Zudem geht auch aus dem Punkt 2. der Klage deutlich hervor, dass der Kläger einen vertraglichen Anspruch (gegen die Beklagte als Geschäftsherrin – vgl S 1 der Klage) geltend macht, indem er auf seinen Provisionsanspruch gemäß HVertrG für den gesamten Vertrags zeitraum verweist. Vervollständigt werden diese Angaben zum Vertragsverhältnis überdies durch das an die Beklagte gerichtete Aufforderungsschreiben (Beilage ./H), worin ebenfalls auf die Tätigkeit des Klägers für die Beklagte als Handelsvertreter sowie auf den Vertrag, nämlich auf dessen Beendigung per 20.6.2024, abgestellt wird.

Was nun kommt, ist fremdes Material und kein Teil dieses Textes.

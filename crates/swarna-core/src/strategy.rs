//! # Pricing Strategies
//!
//! The two pricing paths as named variants of one capability.
//!
//! ```text
//! ┌─────────────────────────────────────────────────────────────────────────┐
//! │  PricingStrategy                                                        │
//! │  ├── ChargeScheme(PriceInput)       catalog / purchase-order pricing   │
//! │  │      gold on NET weight, making + wastage from charge schemes       │
//! │  │                                                                      │
//! │  └── LabourRate(InvoiceItemData)    customer invoice pricing           │
//! │         gold on GROSS weight, labour rate × NET weight                 │
//! └─────────────────────────────────────────────────────────────────────────┘
//! ```
//!
//! The variants are never merged: the same product priced both ways gives
//! different totals, and each entry point depends on its own semantics.

use serde::{Deserialize, Serialize};
use ts_rs::TS;

use crate::invoice::{calculate_item_total, InvoiceItemData};
use crate::money::Money;
use crate::pricing::{calculate_purchase_order_item_price, PriceInput};

/// A priced line, reduced to what both strategies can report.
#[derive(Debug, Clone, PartialEq, Eq, Serialize, Deserialize, TS)]
#[ts(export)]
#[serde(rename_all = "camelCase")]
pub struct LineTotal {
    /// Pre-tax amount for the whole line.
    #[ts(as = "String")]
    pub subtotal: Money,
    #[ts(as = "String")]
    pub gst: Money,
    #[ts(as = "String")]
    pub total: Money,
}

/// A line item tagged with the pricing path that must price it.
#[derive(Debug, Clone, PartialEq, Eq, Serialize, Deserialize)]
#[serde(tag = "strategy", content = "item", rename_all = "snake_case")]
pub enum PricingStrategy {
    ChargeScheme(PriceInput),
    LabourRate(InvoiceItemData),
}

impl PricingStrategy {
    /// Short name for logs and serialized tags.
    pub fn name(&self) -> &'static str {
        match self {
            PricingStrategy::ChargeScheme(_) => "charge_scheme",
            PricingStrategy::LabourRate(_) => "labour_rate",
        }
    }

    /// Prices the whole line with this variant's own rules.
    pub fn line_total(&self) -> LineTotal {
        match self {
            PricingStrategy::ChargeScheme(input) => {
                let line = calculate_purchase_order_item_price(input);
                LineTotal {
                    subtotal: line.line_subtotal,
                    gst: line.line_gst,
                    total: line.line_total,
                }
            }
            PricingStrategy::LabourRate(item) => {
                let total = calculate_item_total(item);
                LineTotal {
                    subtotal: total.base_amount,
                    gst: total.gst_amount,
                    total: total.total,
                }
            }
        }
    }
}

#[cfg(test)]
mod tests {
    use super::*;
    use crate::money::{Rate, Weight};
    use crate::types::ChargeSpec;
    use rust_decimal_macros::dec;

    #[test]
    fn test_strategies_price_the_same_piece_differently() {
        let catalog = PricingStrategy::ChargeScheme(
            PriceInput::new(Weight::grams(dec!(10)), Money::from_rupees(6000))
                .with_making_charge(ChargeSpec::per_gram(dec!(600)))
                .with_gst_rate(Rate::percent(dec!(3))),
        );
        let invoice = PricingStrategy::LabourRate(InvoiceItemData {
            description: String::new(),
            gross_weight: Weight::grams(dec!(12)),
            net_weight: Weight::grams(dec!(10)),
            gold_rate: Money::from_rupees(6000),
            labour_rate: Money::from_rupees(600),
            additional_cost: Money::zero(),
            gst_rate: Rate::percent(dec!(3)),
            quantity: 1,
        });

        assert_eq!(catalog.line_total().subtotal, Money::from_rupees(66000));
        assert_eq!(invoice.line_total().subtotal, Money::from_rupees(78000));
        assert_eq!(catalog.name(), "charge_scheme");
        assert_eq!(invoice.name(), "labour_rate");
    }

    #[test]
    fn test_tagged_json() {
        let json = r#"{"strategy": "charge_scheme", "item": {"netWeight": 1, "pricePerGram": 100}}"#;
        let parsed: PricingStrategy = serde_json::from_str(json).unwrap();
        assert_eq!(parsed.line_total().total, Money::from_rupees(100));
    }
}
//! # Price of the Day
//!
//! The engine never fetches rates. Callers inject a [`PriceOfDay`] source
//! and resolve the rate for an item's category before pricing it.
//!
//! ```text
//!   (category, date) ──► PriceOfDay ──► price per gram ──► PriceInput
//! ```

use chrono::NaiveDate;
use std::collections::BTreeMap;

use crate::error::{CoreError, CoreResult};
use crate::money::Money;

/// A source of daily per-gram rates.
pub trait PriceOfDay {
    /// Rate published for `category` on exactly `date`.
    fn price_per_gram(&self, category: &str, date: NaiveDate) -> Option<Money>;

    /// Like [`PriceOfDay::price_per_gram`] but with a typed error.
    fn resolve(&self, category: &str, date: NaiveDate) -> CoreResult<Money> {
        self.price_per_gram(category, date)
            .ok_or_else(|| CoreError::PriceNotFound {
                category: category.to_string(),
                date,
            })
    }
}

/// In-memory rate book keyed by (category, date).
///
/// Category codes are matched case-insensitively.
#[derive(Debug, Clone, Default)]
pub struct DailyRateBook {
    rates: BTreeMap<(String, NaiveDate), Money>,
}

impl DailyRateBook {
    pub fn new() -> Self {
        Self::default()
    }

    /// Records a rate, replacing any existing entry for the same day.
    pub fn insert(&mut self, category: &str, date: NaiveDate, price_per_gram: Money) {
        self.rates.insert((normalize(category), date), price_per_gram);
    }

    /// Most recent rate published on or before `date`.
    ///
    /// Used for display ("last known rate"); pricing uses the exact day.
    pub fn latest_on_or_before(&self, category: &str, date: NaiveDate) -> Option<(NaiveDate, Money)> {
        let key = normalize(category);
        self.rates
            .range((key.clone(), NaiveDate::MIN)..=(key, date))
            .next_back()
            .map(|((_, d), rate)| (*d, *rate))
    }

    pub fn len(&self) -> usize {
        self.rates.len()
    }

    pub fn is_empty(&self) -> bool {
        self.rates.is_empty()
    }
}

impl PriceOfDay for DailyRateBook {
    fn price_per_gram(&self, category: &str, date: NaiveDate) -> Option<Money> {
        self.rates.get(&(normalize(category), date)).copied()
    }
}

impl FromIterator<(String, NaiveDate, Money)> for DailyRateBook {
    fn from_iter<I: IntoIterator<Item = (String, NaiveDate, Money)>>(iter: I) -> Self {
        let mut book = DailyRateBook::new();
        for (category, date, rate) in iter {
            book.insert(&category, date, rate);
        }
        book
    }
}

fn normalize(category: &str) -> String {
    category.trim().to_ascii_uppercase()
}

#[cfg(test)]
mod tests {
    use super::*;

    fn day(d: u32) -> NaiveDate {
        NaiveDate::from_ymd_opt(2024, 3, d).unwrap()
    }

    fn book() -> DailyRateBook {
        vec![
            ("GOLD22".to_string(), day(1), Money::from_rupees(6000)),
            ("gold22".to_string(), day(3), Money::from_rupees(6050)),
            ("SILVER".to_string(), day(1), Money::from_rupees(78)),
        ]
        .into_iter()
        .collect()
    }

    #[test]
    fn test_exact_lookup_is_case_insensitive() {
        let book = book();
        assert_eq!(book.len(), 3);
        assert_eq!(book.price_per_gram("Gold22", day(3)), Some(Money::from_rupees(6050)));
        assert_eq!(book.price_per_gram("GOLD22", day(2)), None);
    }

    #[test]
    fn test_resolve_reports_missing_rate() {
        let err = book().resolve("PLATINUM", day(1)).unwrap_err();
        assert!(matches!(err, CoreError::PriceNotFound { .. }));
    }

    #[test]
    fn test_latest_on_or_before() {
        let book = book();
        assert_eq!(
            book.latest_on_or_before("GOLD22", day(2)),
            Some((day(1), Money::from_rupees(6000)))
        );
        assert_eq!(
            book.latest_on_or_before("GOLD22", day(9)),
            Some((day(3), Money::from_rupees(6050)))
        );
        assert_eq!(book.latest_on_or_before("SILVER", NaiveDate::MIN), None);
        assert_eq!(book.latest_on_or_before("PLATINUM", day(9)), None);
    }

    #[test]
    fn test_insert_replaces_same_day() {
        let mut book = book();
        book.insert("SILVER", day(1), Money::from_rupees(80));
        assert_eq!(book.price_per_gram("silver", day(1)), Some(Money::from_rupees(80)));
        assert_eq!(book.len(), 3);
    }
}
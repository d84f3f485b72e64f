//! # Category Protection
//!
//! The seed metal categories every rate and product depends on must never
//! be deleted. The protected set is built once from configuration and
//! handed to whatever manages categories; it cannot be changed afterwards.

use std::collections::BTreeSet;

use crate::error::{CoreError, CoreResult};

/// Category codes seeded on a fresh install.
pub const DEFAULT_PROTECTED_CATEGORIES: &[&str] = &["GOLD22", "GOLD24", "SILVER", "PLATINUM"];

/// Immutable set of category codes that may not be deleted.
#[derive(Debug, Clone, PartialEq, Eq)]
pub struct ProtectedCategories {
    codes: BTreeSet<String>,
}

impl ProtectedCategories {
    /// Builds the set from codes (trimmed, upper-cased, blanks dropped).
    pub fn new<I, S>(codes: I) -> Self
    where
        I: IntoIterator<Item = S>,
        S: AsRef<str>,
    {
        ProtectedCategories {
            codes: codes
                .into_iter()
                .map(|c| c.as_ref().trim().to_ascii_uppercase())
                .filter(|c| !c.is_empty())
                .collect(),
        }
    }

    /// Case-insensitive membership check.
    pub fn is_protected(&self, code: &str) -> bool {
        self.codes.contains(&code.trim().to_ascii_uppercase())
    }

    /// Returns an error if `code` is protected.
    pub fn ensure_deletable(&self, code: &str) -> CoreResult<()> {
        if self.is_protected(code) {
            return Err(CoreError::ProtectedCategory(code.trim().to_string()));
        }
        Ok(())
    }

    pub fn iter(&self) -> impl Iterator<Item = &str> {
        self.codes.iter().map(String::as_str)
    }
}

impl Default for ProtectedCategories {
    fn default() -> Self {
        ProtectedCategories::new(DEFAULT_PROTECTED_CATEGORIES)
    }
}

#[cfg(test)]
mod tests {
    use super::*;

    #[test]
    fn test_default_set() {
        let protected = ProtectedCategories::default();
        assert!(protected.is_protected("GOLD22"));
        assert!(protected.is_protected(" silver "));
        assert!(!protected.is_protected("DIAMOND"));
        assert_eq!(protected.iter().count(), 4);
    }

    #[test]
    fn test_ensure_deletable() {
        let protected = ProtectedCategories::new(["gold18", ""]);
        assert!(protected.ensure_deletable("GOLD22").is_ok());
        let err = protected.ensure_deletable("Gold18").unwrap_err();
        assert_eq!(err.to_string(), "Category Gold18 is protected and cannot be deleted");
        assert_eq!(protected.iter().collect::<Vec<_>>(), vec!["GOLD18"]);
    }
}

4.2.5. Entgegen den rechtlichen Ausführungen des Erstgerichts geht damit aus den Klagsangaben trotz des Vorbringens zum Nichtvorliegen eines mündlichen Vertrags ausreichend deutlich und ohne Verbesserungsnotwendigkeit hervor, dass der Kläger vertragliche Ansprüche geltend macht, die aus einem Handelsgeschäft mit der Beklagten entspringen und somit nicht bloß – losgelöst von einem Vertrag – aus dem Gesetz abgeleitet werden. Auch der vom Erstgericht bezugnehmend auf die Beilage ./E rechtlich gezogene Schluss betreffend ein allfälliges Vertragsverhältnis zu C* d.o.o. lässt sich unter Zugrundelegung der weiteren Klagsangaben so nicht ziehen. Das Erstgericht hätte die Klage nicht a limine wegen sachlicher Unzuständigkeit zurückweisen dürfen.
5. Dem Rekurs war daher Folge zu geben. Auf die Mängelrüge ist demnach nicht mehr einzugehen.
III. Der Kostenvorbehalt gründet sich auf § 52 Abs 1 ZPO. Das Rechtsmittelverfahren nach einer a limine erfolgten Zurückweisung der Klage ist kein Zwischenstreit ( Obermaier , Kostenhandbuch 4 Kapitel 1 Rz 1.322).
IV. Der Kläger ist durch die Aufhebung der Zurückweisung nicht beschwert, weshalb der Revisionsrekurs jedenfalls unzulässig ist (Kodek in Rechberger/Klicka , ZPO 5 [2019], §527 ZPO Rz 3). Auch dem Beklagten steht ein Rechtsmittel gegen den Beschluss, mit dem das Rekursgericht die Einleitung des gesetzmäßigen Verfahrens über eine vom Erstgericht vor Streitanhängigkeit zurückgewiesene Klage aufträgt, nach ständiger Rechtsprechung nicht zu (RS0039200 [T25]; Klauser / Kodek , JN-ZPO 18§ 41 JN [Stand 1.9.2018, rdb.at] E 23, 24 ).